De natura boni, (405).
De Trinitate Dei, l. XV, (400-416).
De anima et ejus origine, l. IV, (419).
De civitate Dei, l. XXII, (413-426).
Retractationum, l. II, (427).
Signalons aussi, dans sa correspondance, plusieurs lettres importantes: sur la philosophie (N° 118), sur la présence et la vision de Dieu (N° 187 et 147).
Saint Augustin mourut le 28 août 430, à l'âge de 76 ans pendant le siège d'Hippone par les Vandales.
§146) (3) Théorie fondamentale. Au terme de sa formation, saint Augustin était en possession du principe fondamental de sa philosophie. La conquête de la vérité avait été son but unique, le grand problème dont il avait jusque-là poursuivi la solution et, grâce à Plotin, il venait de la découvrir pleinement. Il accepte donc, comme théorie fondamentale, celle même de Plotin, mais en substituant le point de vue de la Vérité à celui de l'Un transcendant et simple et surtout en corrigeant, comme par le «verre redresseur» de la Foi, toutes les erreurs païennes du néoplatonisme.
On peut donc formuler ainsi le principe augustinien:
La Vérité divine est l'unique cause parfaite, immédiatement explicative de tout être, dans ses diverses modalités de nature et d'action.
Comme chez Plotin encore, on trouve chez Augustin les deux grandes parties de la philosophie: la métaphysique, décrivant l'oeuvre créatrice de la Vérité ou la descente des êtres venant de Dieu; et la morale, exposant la possession béatifiante de la Vérité ou l'ascension de l'âme purifiée vers Dieu. Mais tandis que Plotin acceptait le monde idéal comme donnée évidente, saint Augustin, plus exigeant en raison de ses fluctuations passées, établit d'abord la preuve philosophique de l'existence de Dieu, source de toute vérité.
Nous aurons donc trois articles:
Article 1. L'existence de la Vérité. (La Source.)
Article 2. L'oeuvre de la Vérité. (Descente des êtres.)
Article 3. La possession de la Vérité. (Ascension de l'âme.)
§147).
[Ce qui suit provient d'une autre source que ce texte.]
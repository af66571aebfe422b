//! Compact content identifiers.
//!
//! A [`ContentUri`] addresses one item in the content-delivery service:
//!
//! ```text
//! tcm:5-1234-64-v3
//! └┬┘ │ └┬─┘ └┤ └┤
//!  │  │  │    │  └ version (optional)
//!  │  │  │    └─── item type code (optional, defaults to Component = 16)
//!  │  │  └──────── item id
//!  │  └─────────── publication id
//!  └────────────── namespace token
//! ```
//!
//! Formatting is canonical: the Component item type is implied and therefore
//! never written, and the version suffix only appears when a version is
//! present. `parse(format(u)) == u` holds for every value.

use std::sync::LazyLock;

use regex::Regex;
use serde::{Deserialize, Serialize};

use crate::{ContentNamespace, ItemType, UriError};

static CONTENT_URI_RE: LazyLock<Regex> = LazyLock::new(|| {
    Regex::new(
        r"^(?P<namespace>[a-zA-Z]+):(?P<publication>[0-9]+)-(?P<item>[0-9]+)(?:-(?P<item_type>[0-9]+))?(?:-v(?P<version>[0-9]+))?$",
    )
    .expect("invalid content URI regex")
});

/// An immutable, parsed content identifier.
///
/// Equality is structural over namespace, publication id, item id, item type
/// and version. An omitted item type is stored as [`ItemType::Component`], so
/// `tcm:1-2` equals `tcm:1-2-16`. An omitted version stays `None` and is never
/// equal to an explicit `-v0`.
#[derive(Debug, Clone, Copy, PartialEq, Eq, Hash, Serialize, Deserialize)]
#[serde(into = "String", try_from = "String")]
pub struct ContentUri {
    namespace: ContentNamespace,
    publication_id: u32,
    item_id: u32,
    item_type: ItemType,
    version: Option<u32>,
}

impl ContentUri {
    /// Creates an unversioned identifier from its parts.
    pub fn new(
        namespace: ContentNamespace,
        publication_id: u32,
        item_id: u32,
        item_type: ItemType,
    ) -> Self {
        Self {
            namespace,
            publication_id,
            item_id,
            item_type,
            version: None,
        }
    }

    /// Returns a copy of this identifier pinned to `version`.
    #[must_use]
    pub fn with_version(self, version: u32) -> Self {
        Self {
            version: Some(version),
            ..self
        }
    }

    /// Parses `namespace:pubId-itemId[-itemType][-vVersion]`.
    ///
    /// # Errors
    ///
    /// - [`UriError::Parse`] if the text does not match the grammar or a number
    ///   overflows 32 bits.
    /// - [`UriError::UnknownNamespace`] if the namespace token is not registered.
    /// - [`UriError::UnknownItemType`] if the item type code is not registered.
    pub fn parse(text: &str) -> Result<Self, UriError> {
        let parse_error = || UriError::Parse {
            input: text.to_owned(),
        };
        let caps = CONTENT_URI_RE.captures(text).ok_or_else(parse_error)?;
        let number = |name: &str| -> Result<Option<u32>, UriError> {
            caps.name(name)
                .map(|m| m.as_str().parse::<u32>().map_err(|_| parse_error()))
                .transpose()
        };

        let namespace = ContentNamespace::from_uri_token(&caps["namespace"])?;
        let publication_id = number("publication")?.ok_or_else(parse_error)?;
        let item_id = number("item")?.ok_or_else(parse_error)?;
        let item_type = match number("item_type")? {
            Some(code) => ItemType::from_code(code)?,
            None => ItemType::default(),
        };
        let version = number("version")?;

        Ok(Self {
            namespace,
            publication_id,
            item_id,
            item_type,
            version,
        })
    }

    pub fn namespace(&self) -> ContentNamespace {
        self.namespace
    }

    /// Numeric id of the namespace, as bound to the `namespaceId` variable.
    pub fn namespace_id(&self) -> u8 {
        self.namespace.id()
    }

    pub fn publication_id(&self) -> u32 {
        self.publication_id
    }

    pub fn item_id(&self) -> u32 {
        self.item_id
    }

    pub fn item_type(&self) -> ItemType {
        self.item_type
    }

    /// Returns the version, or `None` when the identifier is unversioned.
    pub fn version(&self) -> Option<u32> {
        self.version
    }

    /// Compares against raw identifier text.
    ///
    /// Text that fails to parse is never equal to any identifier; the failure
    /// is logged at debug level and otherwise swallowed.
    pub fn matches_str(&self, text: &str) -> bool {
        match Self::parse(text) {
            Ok(other) => *self == other,
            Err(error) => {
                tracing::debug!(uri = %self, input = text, %error, "unparsable content URI treated as unequal");
                false
            }
        }
    }
}

impl std::fmt::Display for ContentUri {
    fn fmt(&self, f: &mut std::fmt::Formatter<'_>) -> std::fmt::Result {
        write!(
            f,
            "{}:{}-{}",
            self.namespace.uri_token(),
            self.publication_id,
            self.item_id
        )?;
        if self.item_type != ItemType::default() {
            write!(f, "-{}", self.item_type.code())?;
        }
        if let Some(version) = self.version {
            write!(f, "-v{version}")?;
        }
        Ok(())
    }
}

impl std::str::FromStr for ContentUri {
    type Err = UriError;

    fn from_str(s: &str) -> Result<Self, Self::Err> {
        Self::parse(s)
    }
}

impl From<ContentUri> for String {
    fn from(uri: ContentUri) -> Self {
        uri.to_string()
    }
}

impl TryFrom<String> for ContentUri {
    type Error = UriError;

    fn try_from(text: String) -> Result<Self, Self::Error> {
        Self::parse(&text)
    }
}

impl PartialEq<str> for ContentUri {
    fn eq(&self, other: &str) -> bool {
        self.matches_str(other)
    }
}

impl PartialEq<&str> for ContentUri {
    fn eq(&self, other: &&str) -> bool {
        self.matches_str(other)
    }
}

impl PartialEq<String> for ContentUri {
    fn eq(&self, other: &String) -> bool {
        self.matches_str(other)
    }
}

// ── Tests ─────────────────────────────────────────────────────────────────────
Dans la démonstration qui aboutit à l'existence de la Vérité subsistante, il faut distinguer trois temps: saint Augustin, pour se dégager du scepticisme, prouve d'abord qu'il existe un monde intelligible, fondement de la certitude ou de la philosophie. Il identifie ensuite ce monde intelligible, en tant qu'il domine notre raison, avec Dieu lui-même. Il trouve enfin dans la Vérité l'attribut fondamental dont tous les autres découlent. De là trois paragraphes:
1) Le monde intelligible.
2) Existence de Dieu.
3) Nature de Dieu.
§148). La thèse augustinienne peut se formuler ainsi:
Toute philosophie commence par une intuition pleinement certaine du monde intelligible, c'est-à-dire de la vérité ou d'un objet de connaissance qui se révèle directement et en pleine évidence à l'esprit indépendamment des sens et, par conséquent, est à l'abri de toute erreur.
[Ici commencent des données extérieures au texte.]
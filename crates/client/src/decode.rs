//! Response decoding.
//!
//! [`decode_at`] locates a sub-node of a response by JSON pointer and maps it
//! through [`Decode`]. Plain types decode with serde. [`Item`] and
//! [`SitemapItem`] read the `__typename` discriminator first and dispatch
//! through a fixed table; an unrecognised discriminator is an error, never a
//! fallback to some base shape.

use model::{
    BinaryComponent, Children, Component, Connection, Edge, Item, Keyword, Page, PageSitemapItem,
    Publication, PublicationMapping, SitemapItem, StructureGroup, TaxonomySitemapItem,
    TYPENAME_FIELD,
};
use serde::de::{DeserializeOwned, Error as _};
use serde_json::Value;

use crate::errors::DecodeError;

/// Field holding the children of a taxonomy sitemap node.
const CHILDREN_FIELD: &str = "items";

/// A type that can be built from a JSON node of a response.
pub trait Decode: Sized {
    /// Type name used in error messages.
    const TARGET: &'static str;

    fn decode(value: Value) -> Result<Self, DecodeError>;
}

fn from_serde<T: DeserializeOwned>(target: &'static str, value: Value) -> Result<T, DecodeError> {
    serde_json::from_value(value).map_err(|source| DecodeError::Mapping { target, source })
}

macro_rules! decode_with_serde {
    ($($ty:ty => $name:literal),+ $(,)?) => {
        $(
            impl Decode for $ty {
                const TARGET: &'static str = $name;

                fn decode(value: Value) -> Result<Self, DecodeError> {
                    from_serde(Self::TARGET, value)
                }
            }
        )+
    };
}

decode_with_serde! {
    Publication => "Publication",
    PublicationMapping => "PublicationMapping",
    Page => "Page",
    Component => "Component",
    BinaryComponent => "BinaryComponent",
    Keyword => "Keyword",
    StructureGroup => "StructureGroup",
    String => "String",
}

impl Decode for Value {
    const TARGET: &'static str = "JSON";

    fn decode(value: Value) -> Result<Self, DecodeError> {
        Ok(value)
    }
}

impl<T: Decode> Decode for Vec<T> {
    const TARGET: &'static str = "array";

    fn decode(value: Value) -> Result<Self, DecodeError> {
        match value {
            Value::Array(values) => values.into_iter().map(T::decode).collect(),
            other => Err(shape_mismatch(Self::TARGET, &other, "an array")),
        }
    }
}

impl<T: Decode> Decode for Connection<T> {
    const TARGET: &'static str = "Connection";

    /// Edges go through `T::decode` one by one so that polymorphic nodes
    /// dispatch per edge.
    fn decode(value: Value) -> Result<Self, DecodeError> {
        let mut object = match value {
            Value::Object(object) => object,
            other => return Err(shape_mismatch(Self::TARGET, &other, "an object")),
        };
        let edges = match object.remove("edges") {
            None | Some(Value::Null) => Vec::new(),
            Some(Value::Array(edges)) => edges
                .into_iter()
                .map(decode_edge::<T>)
                .collect::<Result<Vec<_>, _>>()?,
            Some(other) => return Err(shape_mismatch(Self::TARGET, &other, "an array of edges")),
        };
        let page_info = match object.remove("pageInfo") {
            None | Some(Value::Null) => Default::default(),
            Some(info) => from_serde(Self::TARGET, info)?,
        };
        Ok(Connection { edges, page_info })
    }
}

fn decode_edge<T: Decode>(value: Value) -> Result<Edge<T>, DecodeError> {
    let mut object = match value {
        Value::Object(object) => object,
        other => return Err(shape_mismatch("Edge", &other, "an object")),
    };
    let cursor = match object.remove("cursor") {
        None | Some(Value::Null) => None,
        Some(cursor) => Some(from_serde("Edge", cursor)?),
    };
    let node = T::decode(object.remove("node").unwrap_or(Value::Null))?;
    Ok(Edge { cursor, node })
}

fn shape_mismatch(target: &'static str, found: &Value, expected: &str) -> DecodeError {
    DecodeError::Mapping {
        target,
        source: serde_json::Error::custom(format!("expected {expected}, found {}", kind(found))),
    }
}

fn kind(value: &Value) -> &'static str {
    match value {
        Value::Null => "null",
        Value::Bool(_) => "a boolean",
        Value::Number(_) => "a number",
        Value::String(_) => "a string",
        Value::Array(_) => "an array",
        Value::Object(_) => "an object",
    }
}

/// Reads the `__typename` of an object node.
fn discriminator(target: &'static str, value: &Value) -> Result<String, DecodeError> {
    match value.get(TYPENAME_FIELD) {
        Some(Value::String(name)) => Ok(name.clone()),
        _ => Err(DecodeError::Mapping {
            target,
            source: serde_json::Error::missing_field(TYPENAME_FIELD),
        }),
    }
}

/// Finds the decoder registered for a discriminator.
fn dispatch<T>(
    target: &'static str,
    table: &[(&'static str, fn(Value) -> Result<T, DecodeError>)],
    value: Value,
) -> Result<T, DecodeError> {
    let tag = discriminator(target, &value)?;
    match table.iter().find(|(name, _)| *name == tag) {
        Some((_, decode)) => decode(value),
        None => Err(DecodeError::UnknownVariant {
            target,
            discriminator: tag,
        }),
    }
}

// ---------------------------------------------------------------------------
// Items
// ---------------------------------------------------------------------------

type ItemDecoder = fn(Value) -> Result<Item, DecodeError>;

const ITEM_VARIANTS: &[(&str, ItemDecoder)] = &[
    ("Page", decode_page),
    ("Component", decode_component),
    ("BinaryComponent", decode_binary_component),
    ("Keyword", decode_keyword),
    ("Publication", decode_publication),
    ("StructureGroup", decode_structure_group),
];

fn decode_page(value: Value) -> Result<Item, DecodeError> {
    Page::decode(value).map(Item::Page)
}

fn decode_component(value: Value) -> Result<Item, DecodeError> {
    Component::decode(value).map(Item::Component)
}

fn decode_binary_component(value: Value) -> Result<Item, DecodeError> {
    BinaryComponent::decode(value).map(Item::BinaryComponent)
}

fn decode_keyword(value: Value) -> Result<Item, DecodeError> {
    Keyword::decode(value).map(Item::Keyword)
}

fn decode_publication(value: Value) -> Result<Item, DecodeError> {
    Publication::decode(value).map(Item::Publication)
}

fn decode_structure_group(value: Value) -> Result<Item, DecodeError> {
    StructureGroup::decode(value).map(Item::StructureGroup)
}

impl Decode for Item {
    const TARGET: &'static str = "Item";

    fn decode(value: Value) -> Result<Self, DecodeError> {
        dispatch(Self::TARGET, ITEM_VARIANTS, value)
    }
}

// ---------------------------------------------------------------------------
// Sitemap
// ---------------------------------------------------------------------------

type SitemapDecoder = fn(Value) -> Result<SitemapItem, DecodeError>;

const SITEMAP_VARIANTS: &[(&str, SitemapDecoder)] = &[
    ("TaxonomySitemapItem", decode_taxonomy_node),
    ("PageSitemapItem", decode_page_node),
];

fn decode_page_node(value: Value) -> Result<SitemapItem, DecodeError> {
    from_serde::<PageSitemapItem>("PageSitemapItem", value).map(SitemapItem::Page)
}

/// Decodes a taxonomy node and, recursively, its children.
///
/// An absent or `null` children field means the query did not descend this
/// far; an array, even an empty one, is the complete set of children.
fn decode_taxonomy_node(value: Value) -> Result<SitemapItem, DecodeError> {
    const TARGET: &str = "TaxonomySitemapItem";

    let mut object = match value {
        Value::Object(object) => object,
        other => return Err(shape_mismatch(TARGET, &other, "an object")),
    };
    let children = match object.remove(CHILDREN_FIELD) {
        None | Some(Value::Null) => Children::NotFetched,
        Some(Value::Array(items)) => Children::Fetched(
            items
                .into_iter()
                .map(SitemapItem::decode)
                .collect::<Result<Vec<_>, _>>()?,
        ),
        Some(other) => return Err(shape_mismatch(TARGET, &other, "an array of children")),
    };
    let mut node: TaxonomySitemapItem = from_serde(TARGET, Value::Object(object))?;
    node.items = children;
    Ok(SitemapItem::Taxonomy(node))
}

impl Decode for SitemapItem {
    const TARGET: &'static str = "SitemapItem";

    fn decode(value: Value) -> Result<Self, DecodeError> {
        dispatch(Self::TARGET, SITEMAP_VARIANTS, value)
    }
}

impl Decode for TaxonomySitemapItem {
    const TARGET: &'static str = "TaxonomySitemapItem";

    /// Sitemap roots are always taxonomy nodes; a page node here is an
    /// unknown variant for this target.
    fn decode(value: Value) -> Result<Self, DecodeError> {
        match SitemapItem::decode(value)? {
            SitemapItem::Taxonomy(node) => Ok(node),
            SitemapItem::Page(_) => Err(DecodeError::UnknownVariant {
                target: Self::TARGET,
                discriminator: "PageSitemapItem".to_string(),
            }),
        }
    }
}

// ---------------------------------------------------------------------------
// Entry points
// ---------------------------------------------------------------------------

/// Parses a raw response document.
pub fn parse_response(raw: &str) -> Result<Value, DecodeError> {
    serde_json::from_str(raw).map_err(|source| DecodeError::Mapping {
        target: "GraphQL response",
        source,
    })
}

/// Decodes the node at `pointer` (RFC 6901, e.g. `/data/page`).
///
/// Returns `Ok(None)` when the node is absent or `null`; the service reports
/// "not found" that way.
pub fn decode_at<T: Decode>(document: &Value, pointer: &str) -> Result<Option<T>, DecodeError> {
    match document.pointer(pointer) {
        None | Some(Value::Null) => Ok(None),
        Some(node) => T::decode(node.clone()).map(Some),
    }
}

/// Messages of the GraphQL `errors` array, if the response carries one.
pub fn graphql_errors(document: &Value) -> Vec<String> {
    document
        .get("errors")
        .and_then(Value::as_array)
        .map(|errors| {
            errors
                .iter()
                .map(|error| match error.get("message").and_then(Value::as_str) {
                    Some(message) => message.to_string(),
                    None => error.to_string(),
                })
                .collect()
        })
        .unwrap_or_default()
}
Cette thèse est démontrée [°305] par deux preuves, l'une directe, l'autre indirecte.
A) Preuve indirecte.
Pour les Nouveaux Académiciens, la vraie sagesse était de s'en tenir au doute universel dans l'ordre spéculatif et, dans la pratique, de régler l'action sur la vraisemblance. Saint Augustin réfute cette position en montrant qu'elle se détruit elle-même en s'affirmant.
1) D'une part en effet, ces philosophes, par leur scepticisme, déclarent impossible l'acquisition de la vérité; mais, d'autre part, en se présentant comme une école de sagesse, ils s'affirment en possession de la vérité: car on ne peut séparer sagesse et vérité, et le sage n'existe pas, s'il ne connaît pas la sagesse. Celle-ci d'ailleurs a pour unique but de nous procurer le bonheur; or on ne peut tendre au bonheur sans tendre à la vérité dont la possession comble le plus fondamental de nos désirs. Il est donc contradictoire de se prétendre à la fois sage et sceptique.
2) À un autre point de vue, les Nouveaux Académiciens se contredisent: car ils affirment, d'une part, que s'en tenir au probable est le vrai moyen de bien vivre; mais, d'autre part, ils permettent ainsi d'agir avec une conscience douteuse [°306], c'est-à-dire sans être certain que l'on fait bien, ce qui est détruire toute moralité et affirmer l'impossibilité de bien vivre. Et saint Augustin élargit cette critique en notant que toute action suppose une connaissance générale mais certaine du but à atteindre de sorte que nier cette certitude en acceptant le doute universel, c'est détruire par là même toute activité humaine.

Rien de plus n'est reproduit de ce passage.